_What this task involves_
Repeat the listing below exactly.
-------- Exercise material --------
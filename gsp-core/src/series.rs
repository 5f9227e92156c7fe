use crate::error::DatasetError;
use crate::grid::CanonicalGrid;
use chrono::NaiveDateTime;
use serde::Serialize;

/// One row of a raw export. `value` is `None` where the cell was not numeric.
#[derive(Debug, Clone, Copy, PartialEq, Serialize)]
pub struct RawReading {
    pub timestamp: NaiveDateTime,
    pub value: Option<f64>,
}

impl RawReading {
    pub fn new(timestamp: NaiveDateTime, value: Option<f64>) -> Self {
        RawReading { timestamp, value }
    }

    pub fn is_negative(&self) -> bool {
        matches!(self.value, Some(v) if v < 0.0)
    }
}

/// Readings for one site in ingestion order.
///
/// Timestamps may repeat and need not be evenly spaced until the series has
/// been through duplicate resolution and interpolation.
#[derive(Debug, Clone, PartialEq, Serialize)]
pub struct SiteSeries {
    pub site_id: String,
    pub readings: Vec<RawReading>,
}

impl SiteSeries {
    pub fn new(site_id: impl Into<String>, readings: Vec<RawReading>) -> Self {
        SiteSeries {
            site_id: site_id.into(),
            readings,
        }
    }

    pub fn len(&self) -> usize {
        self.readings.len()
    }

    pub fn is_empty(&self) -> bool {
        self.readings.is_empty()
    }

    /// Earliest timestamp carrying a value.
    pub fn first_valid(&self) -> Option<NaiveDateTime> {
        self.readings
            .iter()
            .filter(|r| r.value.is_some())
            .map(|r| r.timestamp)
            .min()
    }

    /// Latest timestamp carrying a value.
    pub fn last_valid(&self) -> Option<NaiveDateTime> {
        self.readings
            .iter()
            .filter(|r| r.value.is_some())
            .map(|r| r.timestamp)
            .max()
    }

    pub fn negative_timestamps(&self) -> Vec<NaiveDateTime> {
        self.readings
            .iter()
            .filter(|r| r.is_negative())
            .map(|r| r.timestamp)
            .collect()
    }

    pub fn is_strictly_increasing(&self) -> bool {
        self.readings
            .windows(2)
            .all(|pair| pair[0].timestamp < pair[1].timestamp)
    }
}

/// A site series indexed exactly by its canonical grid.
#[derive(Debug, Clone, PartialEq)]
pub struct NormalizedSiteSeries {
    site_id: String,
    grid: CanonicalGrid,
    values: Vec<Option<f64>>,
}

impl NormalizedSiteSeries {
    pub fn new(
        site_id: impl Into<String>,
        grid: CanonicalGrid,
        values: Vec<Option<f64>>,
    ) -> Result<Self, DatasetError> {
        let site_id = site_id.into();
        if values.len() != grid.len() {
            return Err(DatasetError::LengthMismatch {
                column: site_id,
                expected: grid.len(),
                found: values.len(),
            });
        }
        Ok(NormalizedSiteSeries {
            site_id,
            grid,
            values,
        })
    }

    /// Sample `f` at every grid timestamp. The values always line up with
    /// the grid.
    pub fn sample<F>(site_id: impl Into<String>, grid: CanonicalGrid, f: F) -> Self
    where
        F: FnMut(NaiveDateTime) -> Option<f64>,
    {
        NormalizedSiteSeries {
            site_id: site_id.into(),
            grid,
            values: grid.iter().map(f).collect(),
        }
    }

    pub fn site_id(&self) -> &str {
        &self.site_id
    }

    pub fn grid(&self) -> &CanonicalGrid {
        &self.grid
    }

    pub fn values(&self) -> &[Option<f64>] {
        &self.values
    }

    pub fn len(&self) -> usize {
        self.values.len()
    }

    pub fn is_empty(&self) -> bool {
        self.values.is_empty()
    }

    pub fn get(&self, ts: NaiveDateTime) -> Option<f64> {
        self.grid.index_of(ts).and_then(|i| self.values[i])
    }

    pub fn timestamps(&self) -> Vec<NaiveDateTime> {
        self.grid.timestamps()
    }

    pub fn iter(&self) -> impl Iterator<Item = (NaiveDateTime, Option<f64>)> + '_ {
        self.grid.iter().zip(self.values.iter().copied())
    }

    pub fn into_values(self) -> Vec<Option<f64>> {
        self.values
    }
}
--------
_Task answer_
filename gsp-core/src/series.rs
repository 5f9227e92156c7fe
use crate::error::DatasetError;
use crate::grid::CanonicalGrid;
use chrono::NaiveDateTime;
use serde::Serialize;

/// One row of a raw export. `value` is `None` where the cell was not numeric.
#[derive(Debug, Clone, Copy, PartialEq, Serialize)]
pub struct RawReading {
    pub timestamp: NaiveDateTime,
    pub value: Option<f64>,
}

impl RawReading {
    pub fn new(timestamp: NaiveDateTime, value: Option<f64>) -> Self {
        RawReading { timestamp, value }
    }

    pub fn is_negative(&self) -> bool {
        matches!(self.value, Some(v) if v < 0.0)
    }
}

/// Readings for one site in ingestion order.
///
/// Timestamps may repeat and need not be evenly spaced until the series has
/// been through duplicate resolution and interpolation.
#[derive(Debug, Clone, PartialEq, Serialize)]
pub struct SiteSeries {
    pub site_id: String,
    pub readings: Vec<RawReading>,
}

impl SiteSeries {
    pub fn new(site_id: impl Into<String>, readings: Vec<RawReading>) -> Self {
        SiteSeries {
            site_id: site_id.into(),
            readings,
        }
    }

    pub fn len(&self) -> usize {
        self.readings.len()
    }

    pub fn is_empty(&self) -> bool {
        self.readings.is_empty()
    }

    /// Earliest timestamp carrying a value.
    pub fn first_valid(&self) -> Option<NaiveDateTime> {
        self.readings
            .iter()
            .filter(|r| r.value.is_some())
            .map(|r| r.timestamp)
            .min()
    }

    /// Latest timestamp carrying a value.
    pub fn last_valid(&self) -> Option<NaiveDateTime> {
        self.readings
            .iter()
            .filter(|r| r.value.is_some())
            .map(|r| r.timestamp)
            .max()
    }

    pub fn negative_timestamps(&self) -> Vec<NaiveDateTime> {
        self.readings
            .iter()
            .filter(|r| r.is_negative())
            .map(|r| r.timestamp)
            .collect()
    }

    pub fn is_strictly_increasing(&self) -> bool {
        self.readings
            .windows(2)
            .all(|pair| pair[0].timestamp < pair[1].timestamp)
    }
}

/// A site series indexed exactly by its canonical grid.
#[derive(Debug, Clone, PartialEq)]
pub struct NormalizedSiteSeries {
    site_id: String,
    grid: CanonicalGrid,
    values: Vec<Option<f64>>,
}

impl NormalizedSiteSeries {
    pub fn new(
        site_id: impl Into<String>,
        grid: CanonicalGrid,
        values: Vec<Option<f64>>,
    ) -> Result<Self, DatasetError> {
        let site_id = site_id.into();
        if values.len() != grid.len() {
            return Err(DatasetError::LengthMismatch {
                column: site_id,
                expected: grid.len(),
                found: values.len(),
            });
        }
        Ok(NormalizedSiteSeries {
            site_id,
            grid,
            values,
        })
    }

    /// Sample `f` at every grid timestamp. The values always line up with
    /// the grid.
    pub fn sample<F>(site_id: impl Into<String>, grid: CanonicalGrid, f: F) -> Self
    where
        F: FnMut(NaiveDateTime) -> Option<f64>,
    {
        NormalizedSiteSeries {
            site_id: site_id.into(),
            grid,
            values: grid.iter().map(f).collect(),
        }
    }

    pub fn site_id(&self) -> &str {
        &self.site_id
    }

    pub fn grid(&self) -> &CanonicalGrid {
        &self.grid
    }

    pub fn values(&self) -> &[Option<f64>] {
        &self.values
    }

    pub fn len(&self) -> usize {
        self.values.len()
    }

    pub fn is_empty(&self) -> bool {
        self.values.is_empty()
    }

    pub fn get(&self, ts: NaiveDateTime) -> Option<f64> {
        self.grid.index_of(ts).and_then(|i| self.values[i])
    }

    pub fn timestamps(&self) -> Vec<NaiveDateTime> {
        self.grid.timestamps()
    }

    pub fn iter(&self) -> impl Iterator<Item = (NaiveDateTime, Option<f64>)> + '_ {
        self.grid.iter().zip(self.values.iter().copied())
    }

    pub fn into_values(self) -> Vec<Option<f64>> {
        self.values
    }
}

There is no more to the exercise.